What needs to be done: Transcribe only part of the material below: the lines from the one containing "self.store.apply_enrichment(tab, ticket, reading);" through the one containing "pub type Result<T>", inclusive, exactly as written.

Extracted data:
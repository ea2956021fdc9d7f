//! Telemetry ingest: folds observer reports into per-tab state.
//!
//! `report` mutates state synchronously and returns immediately. Memory/CPU
//! enrichment runs afterwards on a tokio runtime and lands in the store
//! whenever it resolves. The runtime is, in order of preference: the one given
//! to [`TelemetryIngest::with_runtime`], the caller's ambient runtime, or a
//! small background runtime started on first use.

pub mod enrichment;

use std::sync::Arc;

use once_cell::sync::Lazy;
use tokio::runtime::{Builder, Handle, Runtime};
use tokio::task::JoinHandle;
use url::Url;

use crate::config::IngestConfig;
use crate::state::{NetworkActivityLevel, TabId};
use crate::store::{EnrichmentTicket, TabStore};
use crate::telemetry::{non_negative, ActivityReport, TelemetryPayload, TransferReport};

pub use enrichment::{
    EnrichmentSources, HeapMemorySource, ProcessMetrics, ProcessMetricsSource, SourceFuture,
};

static BACKGROUND: Lazy<Option<Runtime>> = Lazy::new(|| {
    Builder::new_multi_thread()
        .worker_threads(1)
        .thread_name("tabsentinel-enrichment")
        .enable_time()
        .build()
        .map_err(|e| tracing::warn!(error = %e, "failed to start background enrichment runtime"))
        .ok()
});

/// The only writer of tab state.
#[derive(Debug)]
pub struct TelemetryIngest {
    store: Arc<TabStore>,
    config: IngestConfig,
    sources: EnrichmentSources,
    runtime: Option<Handle>,
}

impl TelemetryIngest {
    pub fn new(store: Arc<TabStore>, config: IngestConfig) -> Self {
        Self {
            store,
            config,
            sources: EnrichmentSources::default(),
            runtime: None,
        }
    }

    pub fn with_sources(mut self, sources: EnrichmentSources) -> Self {
        self.sources = sources;
        self
    }

    pub fn store(&self) -> &Arc<TabStore> {
        &self.store
    }

    /// Run enrichment on this runtime instead of the caller's.
    pub fn with_runtime(mut self, runtime: Handle) -> Self {
        self.runtime = Some(runtime);
        self
    }

    /// Fold one payload into the tab's state, creating the state if needed.
    ///
    /// Returns the handle of the enrichment task when an activity report
    /// spawned one. Dropping the handle leaves the task running.
    pub fn report(&self, tab: TabId, payload: TelemetryPayload) -> Option<JoinHandle<()>> {
        match payload {
            TelemetryPayload::Activity(report) => return self.record_activity(tab, &report),
            TelemetryPayload::Transfer(transfer) => self.record_transfer(tab, &transfer),
            TelemetryPayload::WasmDetected => {
                self.store
                    .update(tab, |record| record.state_mut().wasm_detected = true);
            }
            TelemetryPayload::WorkerCreated { count } => {
                let count = non_negative(count).min(f64::from(u32::MAX)) as u32;
                self.store.update(tab, |record| {
                    let state = record.state_mut();
                    state.worker_count = state.worker_count.max(count);
                });
            }
        }
        None
    }

    /// The tab finished loading a page: start over with a zero state.
    pub fn navigation_complete(&self, tab: TabId, url: Option<&str>) {
        let site = url
            .and_then(|u| Url::parse(u).ok())
            .and_then(|u| u.host_str().map(str::to_owned));
        tracing::debug!(tab = %tab, site = ?site, "navigation complete, resetting tab state");
        self.store.reset(tab, site);
    }

    /// The tab was closed: forget it.
    pub fn tab_closed(&self, tab: TabId) {
        if self.store.remove(tab) {
            tracing::debug!(tab = %tab, "tab closed, state dropped");
        }
    }

    fn record_activity(&self, tab: TabId, report: &ActivityReport) -> Option<JoinHandle<()>> {
        let cpu = report.cpu_activity_score(&self.config);
        let ticket = self.store.update(tab, |record| {
            let state = record.state_mut();
            state.cpu_activity_score = cpu;
            state.worker_count = state.worker_count.max(report.workers());
            state.wasm_detected |= report.wasm();
            state.network_activity_level =
                NetworkActivityLevel::from_request_count(report.requests());
            record.begin_cycle()
        });
        self.enrich(tab, ticket, report.memory_mb())
    }

    // Page-level and network-layer observers may both report the same transfer;
    // both are counted.
    fn record_transfer(&self, tab: TabId, transfer: &TransferReport) {
        self.store.update(tab, |record| {
            let state = record.state_mut();
            state.data_sent = state.data_sent.saturating_add(transfer.sent());
            state.data_received = state.data_received.saturating_add(transfer.received());
        });
    }

    fn enrich(
        &self,
        tab: TabId,
        ticket: EnrichmentTicket,
        payload_memory: Option<f64>,
    ) -> Option<JoinHandle<()>> {
        if !self.sources.is_empty() {
            if let Some(runtime) = self.enrichment_runtime() {
                let store = Arc::clone(&self.store);
                let sources = self.sources.clone();
                let config = self.config.clone();
                return Some(runtime.spawn(async move {
                    let reading = sources.resolve(tab, payload_memory, &config).await;
                    if !store.apply_enrichment(tab, ticket, reading) {
                        tracing::trace!(
                            tab = %tab,
                            tier = %reading.source,
                            "enrichment result not applied"
                        );
                    }
                }));
            }
            tracing::warn!(tab = %tab, "no runtime for enrichment, using local tiers only");
        }

        let reading = enrichment::resolve_local(tab, payload_memory, &self.config);
        self.store.apply_enrichment(tab, ticket, reading);
        None
    }

    fn enrichment_runtime(&self) -> Option<Handle> {
        self.runtime
            .clone()
            .or_else(|| Handle::try_current().ok())
            .or_else(|| BACKGROUND.as_ref().map(|rt| rt.handle().clone()))
    }
}
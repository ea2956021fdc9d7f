use thiserror::Error;

pub type Result<T> = std::result::Result<T, SentinelError>;

/// Errors raised at the crate's outer surface (configuration, event replay).
///
/// The ingest/store/evaluator core never returns these: unavailable or
/// malformed telemetry degrades to absence instead.
#[derive(Error, Debug)]
pub enum SentinelError {
    #[error("Configuration error: {0}")]
    Config(String),

    #[error("Invalid event on line {line}: {message}")]
    InvalidEvent { line: usize, message: String },

    #[error("IO error: {0}")]
    Io(#[from] std::io::Error),

    #[error("JSON error: {0}")]
    Json(#[from] serde_json::Error),

    #[error("TOML parse error: {0}")]
    Toml(#[from] toml::de::Error),
}

impl SentinelError {
    pub fn exit_code(&self) -> i32 {
        2
    }
}
use crate::risk::{Factor, FactorMetadata};
use crate::state::TabState;

/// WebAssembly: 10 points once the page has instantiated a module.
pub struct WasmFactor;

impl Factor for WasmFactor {
    fn metadata(&self) -> FactorMetadata {
        FactorMetadata {
            id: "WASM".into(),
            name: "WebAssembly".into(),
            description: "The page instantiated WebAssembly".into(),
            cap: 10.0,
        }
    }

    fn contribution(&self, state: &TabState) -> f64 {
        if state.wasm_detected {
            10.0
        } else {
            0.0
        }
    }
}
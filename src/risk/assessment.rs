use serde::{Deserialize, Serialize};

/// Score above which a tab is Red.
pub const RED_THRESHOLD: f64 = 120.0;
/// Score above which a tab is Yellow.
pub const YELLOW_THRESHOLD: f64 = 80.0;

/// Coarse three-level verdict shown to the user.
#[derive(Debug, Clone, Copy, Default, PartialEq, Eq, PartialOrd, Ord, Hash, Serialize, Deserialize)]
pub enum RiskLevel {
    #[default]
    Green,
    Yellow,
    Red,
}

impl RiskLevel {
    /// `> 120` Red, `> 80` Yellow, otherwise Green.
    pub fn from_score(score: f64) -> Self {
        if score > RED_THRESHOLD {
            Self::Red
        } else if score > YELLOW_THRESHOLD {
            Self::Yellow
        } else {
            Self::Green
        }
    }
}

impl std::fmt::Display for RiskLevel {
    fn fmt(&self, f: &mut std::fmt::Formatter<'_>) -> std::fmt::Result {
        match self {
            Self::Green => write!(f, "Green"),
            Self::Yellow => write!(f, "Yellow"),
            Self::Red => write!(f, "Red"),
        }
    }
}

/// Metadata about a scoring factor, used for `list-factors` output.
#[derive(Debug, Clone, Serialize, Deserialize)]
pub struct FactorMetadata {
    pub id: String,
    pub name: String,
    pub description: String,
    /// Most points this factor can add to the score.
    pub cap: f64,
}

/// Points one factor added to a score.
#[derive(Debug, Clone, PartialEq, Serialize, Deserialize)]
pub struct Contribution {
    pub factor_id: String,
    pub points: f64,
}

/// Result of evaluating one tab's state.
#[derive(Debug, Clone, PartialEq, Serialize, Deserialize)]
pub struct RiskAssessment {
    pub level: RiskLevel,
    pub score: f64,
    pub contributions: Vec<Contribution>,
}
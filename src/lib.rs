//! tab-sentinel: per-tab resource monitoring and risk scoring for browser extensions.
//!
//! Telemetry about a page's runtime behaviour (event-loop activity, memory,
//! workers, network volume, WebAssembly) is folded into one state record per
//! tab, and each record can be reduced on demand to a Green/Yellow/Red verdict
//! with a list of warnings.
//!
//! # Quick Start
//!
//! ```no_run
//! use tabsentinel::config::Config;
//! use tabsentinel::state::TabId;
//! use tabsentinel::telemetry::{ActivityReport, TelemetryPayload};
//! use tabsentinel::TabMonitor;
//!
//! let monitor = TabMonitor::new(&Config::default());
//! let report = ActivityReport {
//!     event_loop_busy_time: Some(850.0),
//!     network_request_count: Some(14.0),
//!     ..Default::default()
//! };
//! monitor.report(TabId(1), TelemetryPayload::Activity(report));
//! let view = monitor.tab_data(TabId(1)).unwrap();
//! println!("{}: {:?}", view.risk_level, view.warnings);
//! ```

pub mod config;
pub mod error;
pub mod ingest;
pub mod output;
pub mod replay;
pub mod risk;
pub mod state;
pub mod store;
pub mod telemetry;
pub mod view;

use std::sync::Arc;

use tokio::task::JoinHandle;

use config::Config;
use error::Result;
use ingest::{EnrichmentSources, TelemetryIngest};
use output::OutputFormat;
use replay::{TabEvent, TabEventKind};
use state::TabId;
use store::TabStore;
use telemetry::TelemetryPayload;
use view::TabDataView;

/// Owns the tab store and wires it into ingest and the presenter view.
#[derive(Debug)]
pub struct TabMonitor {
    ingest: TelemetryIngest,
}

impl TabMonitor {
    pub fn new(config: &Config) -> Self {
        let store = Arc::new(TabStore::new());
        Self {
            ingest: TelemetryIngest::new(store, config.ingest.clone()),
        }
    }

    /// Attach asynchronous enrichment sources (process metrics, page heap).
    pub fn with_sources(mut self, sources: EnrichmentSources) -> Self {
        self.ingest = self.ingest.with_sources(sources);
        self
    }

    /// Run enrichment on the given runtime rather than the caller's.
    pub fn with_runtime(mut self, runtime: tokio::runtime::Handle) -> Self {
        self.ingest = self.ingest.with_runtime(runtime);
        self
    }

    pub fn store(&self) -> &Arc<TabStore> {
        self.ingest.store()
    }

    /// See [`TelemetryIngest::report`].
    pub fn report(&self, tab: TabId, payload: TelemetryPayload) -> Option<JoinHandle<()>> {
        self.ingest.report(tab, payload)
    }

    pub fn navigation_complete(&self, tab: TabId, url: Option<&str>) {
        self.ingest.navigation_complete(tab, url);
    }

    pub fn tab_closed(&self, tab: TabId) {
        self.ingest.tab_closed(tab);
    }

    /// Apply one recorded event.
    pub fn apply(&self, event: TabEvent) -> Option<JoinHandle<()>> {
        match event.kind {
            TabEventKind::Report { payload } => return self.report(event.tab, payload),
            TabEventKind::Navigated { url } => self.navigation_complete(event.tab, url.as_deref()),
            TabEventKind::Closed => self.tab_closed(event.tab),
        }
        None
    }

    /// `getTabData`: the panel view of a tab, or `None` when nothing is known about it.
    pub fn tab_data(&self, tab: TabId) -> Option<TabDataView> {
        view::tab_data(self.store(), tab)
    }

    pub fn all_tab_data(&self) -> Vec<TabDataView> {
        view::all_tab_data(self.store())
    }
}

/// Render tab views in the specified format.
pub fn render_tabs(tabs: &[TabDataView], format: OutputFormat) -> Result<String> {
    output::render(tabs, format)
}

#[cfg(test)]
mod integration_tests {
    use super::*;
    use crate::risk::RiskLevel;
    use crate::telemetry::{ActivityReport, TransferReport};

    const TAB: TabId = TabId(11);

    #[test]
    fn busy_page_turns_red_and_navigation_clears_it() {
        let monitor = TabMonitor::new(&Config::default());
        monitor.navigation_complete(TAB, Some("https://busy.example.net/"));
        monitor.report(
            TAB,
            TelemetryPayload::Activity(ActivityReport {
                event_loop_busy_time: Some(1500.0),
                operation_count: Some(1000.0),
                worker_count: Some(6.0),
                wasm_detected: Some(true),
                network_request_count: Some(11.0),
                memory: Some(1200.0),
                ..Default::default()
            }),
        );
        monitor.report(TAB, TelemetryPayload::Transfer(TransferReport::new(2_000_000, 10_000_000)));

        let view = monitor.tab_data(TAB).unwrap();
        assert_eq!(view.site.as_deref(), Some("busy.example.net"));
        assert_eq!(view.score, 170.0);
        assert_eq!(view.risk_level, RiskLevel::Red);
        assert_eq!(view.warnings.len(), 5);

        monitor.navigation_complete(TAB, Some("https://calm.example.net/"));
        let view = monitor.tab_data(TAB).unwrap();
        assert_eq!(view.risk_level, RiskLevel::Green);
        assert_eq!(view.data_sent + view.data_received, 0);
        assert!(view.warnings.is_empty());
    }

    #[test]
    fn closed_tab_returns_no_data() {
        let monitor = TabMonitor::new(&Config::default());
        monitor.report(TAB, TelemetryPayload::WasmDetected);
        assert!(monitor.tab_data(TAB).is_some());

        monitor.tab_closed(TAB);
        assert!(monitor.tab_data(TAB).is_none());
        assert!(monitor.all_tab_data().is_empty());
    }

    #[test]
    fn replayed_events_drive_the_monitor() {
        let events = replay::parse_events(
            r#"{"tab": 1, "event": "navigated", "url": "https://a.example/"}
{"tab": 2, "event": "report", "payload": {"type": "wasm_detected"}}
{"tab": 1, "event": "report", "payload": {"type": "worker_created", "count": 4}}
{"tab": 2, "event": "closed"}"#,
        )
        .unwrap();

        let monitor = TabMonitor::new(&Config::default());
        for event in events {
            monitor.apply(event);
        }

        let tabs = monitor.all_tab_data();
        assert_eq!(tabs.len(), 1);
        assert_eq!(tabs[0].tab_id, TabId(1));
        assert_eq!(tabs[0].worker_count, 4);
    }
}
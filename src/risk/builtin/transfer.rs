use crate::risk::{Factor, FactorMetadata};
use crate::state::TabState;

pub const HIGH_TRANSFER_BYTES: u64 = 10_000_000;
pub const ELEVATED_TRANSFER_BYTES: u64 = 5_000_000;

/// Data transferred: 20 points above 10 MB sent+received, 10 above 5 MB.
pub struct TransferFactor;

impl Factor for TransferFactor {
    fn metadata(&self) -> FactorMetadata {
        FactorMetadata {
            id: "TRANSFER".into(),
            name: "Data transferred".into(),
            description: "Bytes sent plus received above 5,000,000 / 10,000,000".into(),
            cap: 20.0,
        }
    }

    fn contribution(&self, state: &TabState) -> f64 {
        let total = state.data_transferred();
        if total > HIGH_TRANSFER_BYTES {
            20.0
        } else if total > ELEVATED_TRANSFER_BYTES {
            10.0
        } else {
            0.0
        }
    }
}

Response:
        self.store.apply_enrichment(tab, ticket, reading);
        None
    }

    fn enrichment_runtime(&self) -> Option<Handle> {
        self.runtime
            .clone()
            .or_else(|| Handle::try_current().ok())
            .or_else(|| BACKGROUND.as_ref().map(|rt| rt.handle().clone()))
    }
}
repository ea2956021fdc9d7f
use thiserror::Error;

pub type Result<T> = std::result::Result<T, SentinelError>;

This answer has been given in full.